In 1991, a European Community report recommended the repeal of a regulation preventing the sale in Spain of computer products not supporting "all the characteristics of the Spanish writing system," claiming that it was a protectionist measure against the principles of the free market. This would have allowed the distribution of keyboards without an "Ñ" key. The Real Academia Española stated that the matter was a serious attack against the language. Nobel Prize winner in literature Gabriel García Márquez expressed his disdain over its elimination by saying: "The 'Ñ' is not an archaeological piece of junk, but just the opposite: a cultural leap of a Romance language that left the others behind in expressing with only one letter a sound that other languages continue to express with two."

Among other forms of controversy are those pertaining to the anglicization of Spanish surnames. The replacement of ñ with another letter alters the pronunciation and meaning of a word or name, in the same manner that replacing any letter in a given word with another one would. For example, Peña is a common Spanish surname and a common noun that means "rocky hill"; it is often anglicized as Pena, changing the name to the Spanish word for "pity", often used in terms of sorrow.

When Federico Peña was first running for mayor of Denver in 1983, the Denver Post printed his name without the tilde as "Pena." After he won the election, they began printing his name with the tilde.  As Peña's administration had many critics, their objections were sometimes whimsically  expressed as "ÑO."

Since 2011, CNN's Spanish-language news channel incorporates a new logo wherein a tilde is placed over two Ns.

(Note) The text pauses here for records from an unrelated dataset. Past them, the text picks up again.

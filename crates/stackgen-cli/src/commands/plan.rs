//! Implementation of the `stackgen plan` command.
//!
//! Prints what a scaffold run would do, in execution order, without touching
//! the filesystem or running any tool.

use tracing::instrument;

use stackgen_core::domain::{PlanOptions, ProjectSpec, ScaffoldPlan, plan};

use crate::{
    cli::{PlanArgs, global::GlobalArgs},
    error::{CliError, CliResult},
    output::OutputManager,
};

#[instrument(skip_all, fields(project = %args.name))]
pub fn execute(args: PlanArgs, _global: GlobalArgs, output: OutputManager) -> CliResult<()> {
    let spec = ProjectSpec::new(&args.name).map_err(|e| CliError::Core(e.into()))?;

    let options = PlanOptions {
        run_installers: !args.skip_install,
        init_vcs: !args.no_git,
    };
    let plan = plan(&spec, &options);
    plan.validate().map_err(|e| CliError::Core(e.into()))?;

    print_plan(&spec, &plan, &output)?;
    Ok(())
}

/// Render a plan for humans, grouped in execution order.
///
/// Also used by `stackgen new --dry-run`.
pub fn print_plan(spec: &ProjectSpec, plan: &ScaffoldPlan, out: &OutputManager) -> CliResult<()> {
    out.header(&format!("Plan for '{spec}'"))?;
    out.print("")?;

    out.print("Directories:")?;
    out.print(&format!("  {spec}/"))?;
    for dir in &plan.directories {
        out.print(&format!("  {spec}/{dir}/"))?;
    }

    print_commands(out, "Backend commands", &plan.backend_commands)?;
    print_files(out, "Backend files", spec, &plan.backend_files)?;
    print_commands(out, "Frontend commands", &plan.frontend_commands)?;
    print_files(out, "Frontend files", spec, &plan.frontend_files)?;
    print_files(out, "Root files", spec, &plan.root_files)?;
    print_commands(out, "Version control", &plan.vcs_commands)?;

    Ok(())
}

fn print_commands(
    out: &OutputManager,
    title: &str,
    steps: &[stackgen_core::domain::CommandStep],
) -> CliResult<()> {
    if steps.is_empty() {
        return Ok(());
    }
    out.print("")?;
    out.print(&format!("{title}:"))?;
    for step in steps {
        if step.working_dir.as_str() == "." {
            out.print(&format!("  $ {step}"))?;
        } else {
            out.print(&format!("  $ {step}  (in {}/)", step.working_dir))?;
        }
    }
    Ok(())
}

fn print_files(
    out: &OutputManager,
    title: &str,
    spec: &ProjectSpec,
    entries: &[stackgen_core::domain::FilePlanEntry],
) -> CliResult<()> {
    if entries.is_empty() {
        return Ok(());
    }
    out.print("")?;
    out.print(&format!("{title}:"))?;
    for entry in entries {
        out.print(&format!("  {spec}/{}", entry.target))?;
    }
    Ok(())
}
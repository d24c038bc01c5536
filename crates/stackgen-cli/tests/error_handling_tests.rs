//! Tests for error handling and suggestions.

use assert_cmd::Command;
use predicates::prelude::*;
use std::fs;
use tempfile::TempDir;

fn stackgen() -> Command {
    Command::cargo_bin("stackgen").unwrap()
}

#[test]
fn invalid_name_error_carries_suggestions() {
    stackgen()
        .args(["new", ".hidden", "--yes", "--dry-run"])
        .assert()
        .failure()
        .stderr(predicate::str::contains("Invalid project name"))
        .stderr(predicate::str::contains("Suggestions:"))
        .stderr(predicate::str::contains("alphanumeric"));
}

#[test]
fn existing_target_error_suggests_alternatives() {
    let temp = TempDir::new().unwrap();
    fs::create_dir(temp.path().join("taken")).unwrap();

    stackgen()
        .current_dir(temp.path())
        .args(["new", "taken", "--yes"])
        .assert()
        .failure()
        .stderr(predicate::str::contains("Suggestions:"))
        .stderr(predicate::str::contains("different project name"));
}

#[test]
fn non_verbose_error_hints_at_verbose() {
    stackgen()
        .args(["plan", ".."])
        .assert()
        .failure()
        .stderr(predicate::str::contains("--verbose"));
}
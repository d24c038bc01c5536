//! # Stackgen CLI
//!
//! Full-stack project scaffolding tool.
//!
//! ## Startup sequence
//!
//! 1. Parse CLI arguments (clap handles `--help` / `--version` early-exit).
//! 2. Initialise the tracing subscriber (logging).
//! 3. Load configuration (file + defaults).
//! 4. Build the [`OutputManager`].
//! 5. Dispatch to the appropriate command handler.
//! 6. Translate any [`CliError`] into a user-facing message and exit code.
//!
//! ## Exit codes
//!
//! | Code | Meaning                    |
//! |------|----------------------------|
//! |  0   | Success                    |
//! |  1   | User / input error         |
//! |  2   | Internal / scaffold error  |
//! |  4   | Configuration error        |

use std::process::ExitCode;

use clap::Parser;
use tracing::{debug, info, instrument};

use crate::{
    cli::{Cli, Commands},
    config::AppConfig,
    error::{CliError, CliResult},
    logging::init_logging,
    output::OutputManager,
};

mod cli;
mod commands;
mod config;
mod error;
mod logging;
mod output;

fn main() -> ExitCode {
    // Load .env before anything else, including tracing init.
    // Silently ignored if .env doesn't exist.
    let _ = dotenvy::dotenv();

    // ── 1. Parse arguments ────────────────────────────────────────────────
    // clap renders --help / --version itself (exit 0); genuine argument
    // mistakes are user errors (exit 1).
    let cli = match Cli::try_parse() {
        Ok(cli) => cli,
        Err(e) => {
            use clap::error::ErrorKind;
            let code = match e.kind() {
                ErrorKind::DisplayHelp | ErrorKind::DisplayVersion => 0,
                _ => 1,
            };
            // clap's own rendering is already user-friendly.
            if code == 0 {
                print!("{}", e.render());
            } else {
                eprintln!("{}", e.render().ansi());
            }
            return ExitCode::from(code);
        }
    };

    // ── 2. Initialise tracing ─────────────────────────────────────────────
    if let Err(e) = init_logging(&cli.global) {
        eprintln!("Failed to initialise logging: {e}");
        return ExitCode::from(2);
    }

    debug!(
        verbose = cli.global.verbose,
        quiet = cli.global.quiet,
        no_color = cli.global.no_color,
        "CLI started"
    );

    // ── 3. Load configuration ─────────────────────────────────────────────
    let config = match AppConfig::load(cli.global.config.as_ref()) {
        Ok(cfg) => cfg,
        Err(e) => {
            tracing::error!("Failed to load configuration: {e:#}");
            eprintln!("Configuration error: {e:#}");
            return ExitCode::from(4);
        }
    };

    // ── 4. Build output manager ───────────────────────────────────────────
    let output = OutputManager::new(&cli.global, &config);
    let verbose = cli.global.verbose > 0;

    // ── 5. Dispatch + 6. Error handling ──────────────────────────────────
    match run(cli, config, output) {
        Ok(()) => {
            info!("Stackgen completed successfully");
            ExitCode::SUCCESS
        }
        Err(e) => handle_error(e, verbose),
    }
}

/// Dispatch to the correct command handler.
#[instrument(skip_all)]
fn run(cli: Cli, config: AppConfig, output: OutputManager) -> CliResult<()> {
    match cli.command {
        Commands::New(cmd) => commands::new::execute(cmd, cli.global, config, output),
        Commands::Plan(cmd) => commands::plan::execute(cmd, cli.global, output),
        Commands::Completions(cmd) => commands::completions::execute(cmd),
    }
}

/// Translate a `CliError` into a user message and an appropriate exit code.
///
/// This is the single place where structured errors become human-readable
/// output and OS exit codes.
fn handle_error(err: CliError, verbose: bool) -> ExitCode {
    // 1. Emit a structured log event at the right severity.
    err.log();

    // 2. Print a user-friendly message, directly to stderr so the message
    //    appears even when stdout is redirected.  Colour is disabled when
    //    stderr is not a TTY (same logic as logging.rs).
    let msg = if std::io::IsTerminal::is_terminal(&std::io::stderr()) {
        err.format_colored(verbose)
    } else {
        err.format_plain(verbose)
    };
    eprint!("{msg}");

    ExitCode::from(err.exit_code())
}

// ── tests ─────────────────────────────────────────────────────────────────────

#[cfg(test)]
mod tests {
    use super::*;
    use clap::CommandFactory;

    #[test]
    fn cli_structure_is_valid() {
        // Clap's internal consistency check — catches missing values, conflicts, etc.
        Cli::command().debug_assert();
    }

    #[test]
    fn cli_version_matches_cargo() {
        let cmd = Cli::command();
        assert_eq!(cmd.get_version(), Some(env!("CARGO_PKG_VERSION")));
    }

    #[test]
    fn cli_has_author() {
        let cmd = Cli::command();
        assert!(cmd.get_author().is_some());
    }
}
//! Subprocess runner using std::process.

use std::path::Path;
use std::process::Command;

use tracing::debug;

use stackgen_core::application::ports::{CommandOutput, CommandRunner};
use stackgen_core::application::{ApplicationError, resolve_working_dir};
use stackgen_core::domain::CommandStep;
use stackgen_core::error::StackgenResult;

/// Production runner: spawns the tool, blocks until it exits, captures both
/// output streams. Exit-code interpretation is left to the caller.
#[derive(Debug, Clone, Copy)]
pub struct ProcessRunner;

impl ProcessRunner {
    pub fn new() -> Self {
        Self
    }
}

impl Default for ProcessRunner {
    fn default() -> Self {
        Self::new()
    }
}

impl CommandRunner for ProcessRunner {
    fn run(&self, step: &CommandStep, project_root: &Path) -> StackgenResult<CommandOutput> {
        let working_dir = resolve_working_dir(project_root, &step.working_dir);
        debug!(command = %step, dir = %working_dir.display(), "Spawning process");

        let output = Command::new(step.program)
            .args(&step.args)
            .current_dir(&working_dir)
            .output()
            .map_err(|e| ApplicationError::CommandLaunchFailed {
                command: step.to_string(),
                reason: e.to_string(),
            })?;

        Ok(CommandOutput {
            exit_code: output.status.code(),
            stdout: String::from_utf8_lossy(&output.stdout).into_owned(),
            stderr: String::from_utf8_lossy(&output.stderr).into_owned(),
        })
    }
}
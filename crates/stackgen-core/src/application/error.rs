//! Application layer errors.
//!
//! These errors represent failures in orchestration — filesystem mutation
//! and external-tool execution. Business logic errors are `DomainError`
//! from `crate::domain`.

use std::path::PathBuf;
use thiserror::Error;

use crate::error::ErrorCategory;

/// Errors that occur while executing a scaffold plan.
#[derive(Debug, Error, Clone)]
pub enum ApplicationError {
    /// The target directory already exists (precondition check, before any
    /// filesystem mutation).
    #[error("Target directory already exists at {path}")]
    TargetExists { path: PathBuf },

    /// Directory/file creation failed.
    #[error("Filesystem error at {path}: {reason}")]
    FilesystemError { path: PathBuf, reason: String },

    /// An external tool ran and exited non-zero on a must-succeed step.
    /// Always fatal: later steps assume this one's side effects exist.
    #[error("Command failed: `{command}` in {working_dir} (exit code {exit_code:?})")]
    CommandFailed {
        command: String,
        working_dir: PathBuf,
        exit_code: Option<i32>,
        output: String,
    },

    /// An external tool could not be started at all (not installed, not in
    /// PATH, spawn failure).
    #[error("Could not launch `{command}`: {reason}")]
    CommandLaunchFailed { command: String, reason: String },
}

impl ApplicationError {
    /// Get user-actionable suggestions.
    pub fn suggestions(&self) -> Vec<String> {
        match self {
            Self::TargetExists { path } => vec![
                format!("Directory already exists: {}", path.display()),
                "Use --force to overwrite (destructive)".into(),
                "Choose a different project name".into(),
            ],
            Self::FilesystemError { path, .. } => vec![
                format!("Failed to access: {}", path.display()),
                "Check that you have write permissions".into(),
                "Check available disk space".into(),
            ],
            Self::CommandFailed {
                command, output, ..
            } => {
                let mut s = vec![
                    format!("External command failed: {}", command),
                    "Nothing is retried; fix the underlying problem and re-run".into(),
                ];
                if !output.trim().is_empty() {
                    s.push(format!("Tool output:\n{}", output.trim()));
                }
                s
            }
            Self::CommandLaunchFailed { command, .. } => vec![
                format!("Could not start: {}", command),
                "Ensure the tool is installed and in your PATH".into(),
                "Required tools: pnpm, npx (Node.js), git".into(),
            ],
        }
    }

    /// Get error category.
    pub fn category(&self) -> ErrorCategory {
        match self {
            Self::TargetExists { .. } => ErrorCategory::Validation,
            Self::FilesystemError { .. }
            | Self::CommandFailed { .. }
            | Self::CommandLaunchFailed { .. } => ErrorCategory::Internal,
        }
    }
}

Another news channel, TLN en Español, has "tlñ", with an ñ taking the place of the expected n, as its logo.

As part of April Fool's Day, in 2013, Puerto Rican linguistics professor Aida Vergne penned a mock newspaper article stating that the Royal Spanish Academy had opted to eliminate the ñ from the Spanish language, instead being replaced by the original nn in Old Spanish. As the Academy had previously eliminated letters such as ch and ll, such an allegation was taken seriously and occasionally the Academy has to resort to deny and clarify the allegation.

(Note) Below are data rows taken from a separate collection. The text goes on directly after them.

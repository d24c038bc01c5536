//! External-tool runner adapters.

mod process;
mod recording;

pub use process::ProcessRunner;
pub use recording::{RecordedInvocation, RecordingRunner};
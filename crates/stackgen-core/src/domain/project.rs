//! Project specification: the single validated input for a scaffold run.

use std::fmt;

use super::error::DomainError;

/// Placeholder variable names every template may reference.
///
/// This is the contract between the project spec and the template registry:
/// registration rejects any template whose placeholders fall outside this set.
pub const VARIABLE_NAMES: &[&str] = &["PROJECT_NAME", "DB_NAME"];

/// Immutable, validated project specification.
///
/// The name is validated exactly once, before any filesystem mutation, and
/// reused verbatim everywhere it is interpolated (directory name, database
/// name, compose project name, displayed title). Derived values are pure
/// functions of the name.
#[derive(Debug, Clone, PartialEq, Eq)]
pub struct ProjectSpec {
    name: String,
}

impl ProjectSpec {
    /// Create a spec from a user-supplied name.
    ///
    /// Rules: non-empty, no path separators, no leading `.` or `-`, not a
    /// dot-path, only `[A-Za-z0-9._-]`. Hostile names are rejected here so
    /// they can never reach path construction.
    pub fn new(name: impl Into<String>) -> Result<Self, DomainError> {
        let name = name.into();

        let reason = if name.is_empty() {
            Some("name cannot be empty")
        } else if name == "." || name == ".." {
            Some("name cannot be a dot-path")
        } else if name.contains('/') || name.contains('\\') {
            Some("name cannot contain path separators")
        } else if name.starts_with('.') {
            Some("name cannot start with '.'")
        } else if name.starts_with('-') {
            Some("name cannot start with '-'")
        } else if !name
            .chars()
            .all(|c| c.is_ascii_alphanumeric() || matches!(c, '-' | '_' | '.'))
        {
            Some("name may only contain letters, digits, '-', '_', and '.'")
        } else {
            None
        };

        match reason {
            Some(reason) => Err(DomainError::InvalidProjectName {
                name,
                reason: reason.into(),
            }),
            None => Ok(Self { name }),
        }
    }

    /// The validated project name, verbatim as the user supplied it.
    pub fn name(&self) -> &str {
        &self.name
    }

    /// Database name derived from the project name.
    pub fn db_name(&self) -> String {
        format!("{}_db", self.name)
    }

    /// Title shown in generated pages. Kept verbatim; no re-derivation drift.
    pub fn title(&self) -> &str {
        &self.name
    }

    /// The placeholder variable map used for template rendering.
    ///
    /// Keys must stay in sync with [`VARIABLE_NAMES`].
    pub fn variables(&self) -> Vec<(&'static str, String)> {
        vec![
            ("PROJECT_NAME", self.name.clone()),
            ("DB_NAME", self.db_name()),
        ]
    }
}

impl fmt::Display for ProjectSpec {
    fn fmt(&self, f: &mut fmt::Formatter<'_>) -> fmt::Result {
        write!(f, "{}", self.name)
    }
}

#[cfg(test)]
mod tests {
    use super::*;

    #[test]
    fn valid_names_pass() {
        for name in &["my-shop", "blog_api", "project123", "MyApp", "a.b"] {
            assert!(ProjectSpec::new(*name).is_ok(), "failed for: {name}");
        }
    }

    #[test]
    fn empty_name_is_invalid() {
        assert!(matches!(
            ProjectSpec::new(""),
            Err(DomainError::InvalidProjectName { .. })
        ));
    }

    #[test]
    fn path_separators_are_invalid() {
        assert!(ProjectSpec::new("a/b").is_err());
        assert!(ProjectSpec::new("a\\b").is_err());
        assert!(ProjectSpec::new("../escape").is_err());
    }

    #[test]
    fn dot_paths_are_invalid() {
        assert!(ProjectSpec::new(".").is_err());
        assert!(ProjectSpec::new("..").is_err());
        assert!(ProjectSpec::new(".hidden").is_err());
    }

    #[test]
    fn leading_dash_is_invalid() {
        // Would be parsed as a flag by the external tools we shell out to.
        assert!(ProjectSpec::new("-rf").is_err());
    }

    #[test]
    fn whitespace_is_invalid() {
        assert!(ProjectSpec::new("my app").is_err());
    }

    #[test]
    fn db_name_is_derived() {
        let spec = ProjectSpec::new("demo").unwrap();
        assert_eq!(spec.db_name(), "demo_db");
    }

    #[test]
    fn variables_cover_the_declared_contract() {
        let spec = ProjectSpec::new("demo").unwrap();
        let vars = spec.variables();
        for name in VARIABLE_NAMES {
            assert!(
                vars.iter().any(|(k, _)| k == name),
                "missing variable: {name}"
            );
        }
        assert_eq!(vars.len(), VARIABLE_NAMES.len());
    }
}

The Google Doodle for 23 April 2021 celebrated Ñ as part of UN Spanish Language Day.

Computer usage 

In Unicode Ñ has the code U+00D1 (decimal 209) while ñ has the code U+00F1 (decimal 241). Additionally, they can be generated by typing N or n followed by a combining tilde modifier, &#x303, U+0303, decimal 771.

In HTML character entity reference, the codes for Ñ and ñ are &Ntilde; and &ntilde; or &#209; and &#241;.

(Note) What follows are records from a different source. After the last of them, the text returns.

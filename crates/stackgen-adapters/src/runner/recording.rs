//! Scripted runner for testing.

use std::path::{Path, PathBuf};
use std::sync::{Arc, Mutex};

use stackgen_core::application::ports::{CommandOutput, CommandRunner};
use stackgen_core::application::{ApplicationError, resolve_working_dir};
use stackgen_core::domain::CommandStep;
use stackgen_core::error::StackgenResult;

/// One invocation the runner saw, in order.
#[derive(Debug, Clone, PartialEq, Eq)]
pub struct RecordedInvocation {
    /// Rendered command line (`program arg arg ...`).
    pub command: String,
    pub working_dir: PathBuf,
}

/// Test runner: records every invocation and succeeds with exit code 0 unless
/// scripted otherwise. Matching is by substring of the rendered command line.
#[derive(Debug, Clone, Default)]
pub struct RecordingRunner {
    inner: Arc<Mutex<RecordingRunnerInner>>,
}

#[derive(Debug, Default)]
struct RecordingRunnerInner {
    invocations: Vec<RecordedInvocation>,
    exit_failures: Vec<(String, i32)>,
    launch_failures: Vec<String>,
}

impl RecordingRunner {
    pub fn new() -> Self {
        Self::default()
    }

    /// Script a non-zero exit for any command containing `matcher`.
    pub fn fail_on(&self, matcher: impl Into<String>, exit_code: i32) {
        let mut inner = self.inner.lock().unwrap();
        inner.exit_failures.push((matcher.into(), exit_code));
    }

    /// Script a spawn failure (tool not installed) for any command containing
    /// `matcher`.
    pub fn refuse_to_launch(&self, matcher: impl Into<String>) {
        let mut inner = self.inner.lock().unwrap();
        inner.launch_failures.push(matcher.into());
    }

    /// Every invocation seen so far, in order.
    pub fn invocations(&self) -> Vec<RecordedInvocation> {
        self.inner.lock().unwrap().invocations.clone()
    }

    /// Rendered command lines only, for terse assertions.
    pub fn commands(&self) -> Vec<String> {
        self.invocations().into_iter().map(|i| i.command).collect()
    }
}

impl CommandRunner for RecordingRunner {
    fn run(&self, step: &CommandStep, project_root: &Path) -> StackgenResult<CommandOutput> {
        let command = step.to_string();
        let working_dir = resolve_working_dir(project_root, &step.working_dir);

        let mut inner = self.inner.lock().map_err(|_| {
            stackgen_core::error::StackgenError::Internal {
                message: "recording runner lock poisoned".into(),
            }
        })?;
        inner.invocations.push(RecordedInvocation {
            command: command.clone(),
            working_dir,
        });

        if inner.launch_failures.iter().any(|m| command.contains(m)) {
            return Err(ApplicationError::CommandLaunchFailed {
                command,
                reason: "No such file or directory (os error 2)".into(),
            }
            .into());
        }

        if let Some((_, code)) = inner
            .exit_failures
            .iter()
            .find(|(m, _)| command.contains(m))
        {
            return Ok(CommandOutput {
                exit_code: Some(*code),
                stdout: String::new(),
                stderr: format!("scripted failure for `{command}`\n"),
            });
        }

        Ok(CommandOutput {
            exit_code: Some(0),
            ..Default::default()
        })
    }
}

Ñ and ñ have their own key in the Spanish and Latin American keyboard layouts (see the corresponding sections at keyboard layout and Tilde#Role of mechanical typewriters). The following instructions apply only to English-language keyboards.

On Android devices, holding n or N down on the keyboard makes entry of ñ and Ñ possible.

On Apple Macintosh operating systems (including Mac OS X), it can be typed by pressing and holding the Option key and then typing N, followed by typing either N or n.

On the iPhone and iPad, which use the Apple iOS operating system, the ñ is accessed by holding down the "n" key, which opens a menu (on an English-language keyboard). Apple's Mac OS X 10.7 Lion operating system also made the "ñ" available in the same way.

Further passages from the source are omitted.